Türk kültürünün yaşatılması noktasında en önemli tarihi olaylar arasında sayılan fermanın yayımlandığı 13 Mayıs tarihi her yıl “Türk Dil Bayramı” olarak kutlanıyor.
Dünyanın en köklü ve en zengin dillerinden biri olan Türkçemizin 13 Mayıs 1277’de Karamanoğlu Mehmet Bey’in fermanıyla Anadolu’da ilk kez devlet dili (resmi dil) olarak kabul edilmesinin yıldönümünü onurla kutluyoruz.
Milli kültürün geliştirilmesi için milleti oluşturan kişiler arasında konuşulan dilin sade, anlaşılır ve zengin olması gerektiğine inanan Gazi Mustafa Kemal Atatürk, Türk dilinin yabancı sözcük ve kuralların istilasından kurtarılıp milli ve çağdaş bir dil haline getirilmesi amacıyla 12 Temmuz 1932’de Türk Dili Tetkik Cemiyeti’ni (Türk Dil Kurumu) kurmuştur.

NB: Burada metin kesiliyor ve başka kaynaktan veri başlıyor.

// Request construction, response parsing, data URIs and reference preprocessing.

use image::{DynamicImage, GenericImageView, ImageFormat, Rgba, RgbaImage};
use std::io::Cursor;
use wishverse_core::data_uri::*;
use wishverse_core::generate::*;
use wishverse_core::imaging::*;

fn png_data_uri(img: RgbaImage) -> String {
    let mut buf = Vec::new();
    DynamicImage::ImageRgba8(img)
        .write_to(&mut Cursor::new(&mut buf), ImageFormat::Png)
        .unwrap();
    format_data_uri("image/png", &base64_encode(&buf))
}

#[test]
fn refinement_rule() {
    let r = GenerationRequest::new("p", Some("up"), Some("prev"));
    assert_eq!(r.reference.as_deref(), Some("up"));
    assert!(!r.refinement);

    let r = GenerationRequest::new("p", None, Some("prev"));
    assert_eq!(r.reference.as_deref(), Some("prev"));
    assert!(r.refinement);

    let r = GenerationRequest::new("p", None, None);
    assert_eq!(r.reference, None);
    assert!(!r.refinement);
}

#[test]
fn prompt_cases() {
    let upload = build_prompt("extra cherries", true, false);
    assert!(upload.starts_with("Redraw this exact cake"));
    assert!(upload.contains("User Note: extra cherries."));

    let refine = build_prompt("more gold", true, true);
    assert!(refine.starts_with("Refine this anime cake illustration"));
    assert!(refine.contains("User Request: \"more gold\""));

    let text = build_prompt("pink wings", false, false);
    assert!(text.starts_with("Generate a Cardcaptor Sakura style anime cake"));
    assert!(text.contains("Soft Pastels"));

    for p in [upload, refine, text] {
        assert!(p.contains("STRICT STYLE TRANSFER"));
        assert!(p.ends_with("Do not change the flavor or color of the food itself."));
    }
}

#[test]
fn request_body_wire_shape() {
    let body = request_body("hello".into(), Some("QUJD".into()), "3:4");
    let json = serde_json::to_value(&body).unwrap();
    let parts = &json["contents"][0]["parts"];
    assert_eq!(parts[0]["inlineData"]["mimeType"], "image/jpeg");
    assert_eq!(parts[0]["inlineData"]["data"], "QUJD");
    assert_eq!(parts[1]["text"], "hello");
    assert!(parts[1].get("inlineData").is_none());
    assert_eq!(json["generationConfig"]["responseModalities"][0], "IMAGE");
    assert_eq!(json["generationConfig"]["imageConfig"]["aspectRatio"], "3:4");

    let text_only = serde_json::to_value(request_body("x".into(), None, "3:4")).unwrap();
    assert_eq!(text_only["contents"][0]["parts"].as_array().unwrap().len(), 1);
}

#[test]
fn response_picks_first_inline_image() {
    let body = r#"{"candidates":[{"content":{"parts":[
        {"text":"here you go"},
        {"inlineData":{"mimeType":"image/png","data":""}},
        {"inlineData":{"mimeType":"image/webp","data":"V0VCUA=="}},
        {"inlineData":{"mimeType":"image/png","data":"UE5H"}}
    ]}}]}"#;
    assert_eq!(parse_response(body).unwrap(), "data:image/webp;base64,V0VCUA==");

    let no_mime = r#"{"candidates":[{"content":{"parts":[{"inlineData":{"data":"UE5H"}}]}}]}"#;
    assert_eq!(parse_response(no_mime).unwrap(), "data:image/png;base64,UE5H");
}

#[test]
fn response_without_image_is_an_error() {
    assert!(matches!(parse_response(r#"{"candidates":[]}"#), Err(GenerationError::NoImage)));
    assert!(matches!(
        parse_response(r#"{"candidates":[{"content":{"parts":[{"text":"sorry"}]}}]}"#),
        Err(GenerationError::NoImage)
    ));
    assert!(matches!(parse_response("not json"), Err(GenerationError::Parse(_))));
}

#[test]
fn config_overrides_and_endpoint() {
    let base = GeneratorConfig::default();
    assert_eq!(base.aspect_ratio, "3:4");
    assert_eq!(base.max_reference_edge, 512);
    let c = base.with_overrides(Some(" key ".into()), Some("".into()));
    assert_eq!(c.api_key, "key");
    assert_eq!(c.model, GeneratorConfig::default().model);
    let c = GeneratorConfig {
        base_url: "https://example.test/v1beta/".into(),
        ..c.with_overrides(None, Some("m1".into()))
    };
    assert_eq!(c.endpoint(), "https://example.test/v1beta/models/m1:generateContent");
}

// ---------------- data URIs ----------------

#[test]
fn base64_known_vectors() {
    let cases: [(&str, &str); 7] = [
        ("", ""),
        ("f", "Zg=="),
        ("fo", "Zm8="),
        ("foo", "Zm9v"),
        ("foob", "Zm9vYg=="),
        ("fooba", "Zm9vYmE="),
        ("foobar", "Zm9vYmFy"),
    ];
    for (plain, encoded) in cases {
        assert_eq!(base64_encode(plain.as_bytes()), encoded);
        assert_eq!(base64_decode(encoded).unwrap(), plain.as_bytes());
    }
    assert_eq!(base64_decode("Zm9vYg").unwrap(), b"foob");
    assert!(base64_decode("Zm9v!").is_none());
    assert!(base64_decode("Z").is_none());
    assert!(base64_decode("Zg==Zg").is_none());
}

#[test]
fn data_uri_parse() {
    let uri = DataUri::parse("data:image/png;base64,UE5H").unwrap();
    assert_eq!(uri.mime, "image/png");
    assert_eq!(uri.payload, "UE5H");
    assert_eq!(uri.decode().unwrap(), b"PNG");
    assert!(DataUri::parse("https://example.test/a.png").is_none());
    assert!(DataUri::parse("data:text/plain,hello").is_none());
    assert_eq!(strip_data_prefix("data:image/jpeg;base64,QUJD"), "QUJD");
    assert_eq!(strip_data_prefix("QUJD"), "QUJD");
}

// ---------------- reference preprocessing ----------------

#[test]
fn fit_within_keeps_aspect() {
    assert_eq!(fit_within(1024, 600, 512), (512, 300));
    assert_eq!(fit_within(600, 1200, 512), (256, 512));
    assert_eq!(fit_within(512, 512, 512), (512, 512));
    assert_eq!(fit_within(300, 200, 512), (300, 200));
    assert_eq!(fit_within(5000, 2, 512), (512, 1));
}

#[test]
fn reference_is_downscaled_opaque_jpeg() {
    let img = RgbaImage::from_pixel(1024, 600, Rgba([255, 0, 0, 0]));
    let out = prepare_reference(&png_data_uri(img), 512, 70).unwrap();
    let uri = DataUri::parse(&out).unwrap();
    assert_eq!(uri.mime, "image/jpeg");

    let bytes = uri.decode().unwrap();
    assert_eq!(image::guess_format(&bytes).unwrap(), ImageFormat::Jpeg);
    let decoded = image::load_from_memory(&bytes).unwrap();
    assert_eq!(decoded.dimensions(), (512, 300));
    // fully transparent input flattens to white
    let px = decoded.to_rgb8().get_pixel(256, 150).0;
    assert!(px.iter().all(|&c| c > 240), "{px:?}");
}

#[test]
fn small_reference_keeps_size() {
    let img = RgbaImage::from_pixel(40, 30, Rgba([10, 120, 40, 255]));
    let out = prepare_reference(&png_data_uri(img), 512, 70).unwrap();
    let bytes = DataUri::parse(&out).unwrap().decode().unwrap();
    assert_eq!(image::load_from_memory(&bytes).unwrap().dimensions(), (40, 30));
}

#[test]
fn unreadable_reference_falls_back_to_original_payload() {
    assert_eq!(reference_payload("data:image/png;base64,QUJD", 512, 70), "QUJD");
    assert_eq!(reference_payload("not a uri", 512, 70), "not a uri");
    assert!(matches!(prepare_reference("nope", 512, 70), Err(ImagingError::NotDataUri)));
}

#[test]
fn flatten_blends_partial_alpha() {
    let img = RgbaImage::from_pixel(1, 1, Rgba([0, 0, 0, 128]));
    let flat = flatten_on_white(&img);
    let v = flat.get_pixel(0, 0).0[0];
    assert!((126..=128).contains(&v), "{v}");
}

Büyük Önder Atatürk’ün kurduğu Türk Dil Kurumu’nun (o zamanki adıyla Türk Dili Tetkik Cemiyeti) Birinci Türk Dil Kurultayının toplandığı gün olan 26 Eylül’ü her yıl Dil Bayramı olarak kutluyoruz.
Türk Dili maalesef gittikçe yozlaşıyor ve sosyal medyanın etkisiyle de yalnızca gençlerin anlayabileceği bir dile doğru gidiyor.
Türkçenin yozlaşması, iki biçimde karşımıza çıkıyor. Birincisi Türkçe sözcüklerin yabancı sözcükler gibi yazılmaya çalışılması ya da saçma sapan şekillerde kısaltılmasıyla, ikincisi dilimize yabancı dillerden özellikle İngilizceden giren sözcüklerle…
Teknolojinin gelişmesiyle birlikte özellikle gençler iletişimde olabildiğince az şey yazarak en çok şeyi anlatma derdine düştüler. Dolayısıyla internet ağzı denen
bir dil ortaya çıktı. Bunun en açık örneği ünlü harfleri kullanmadan yazmaya çalışma yanılgısıdır.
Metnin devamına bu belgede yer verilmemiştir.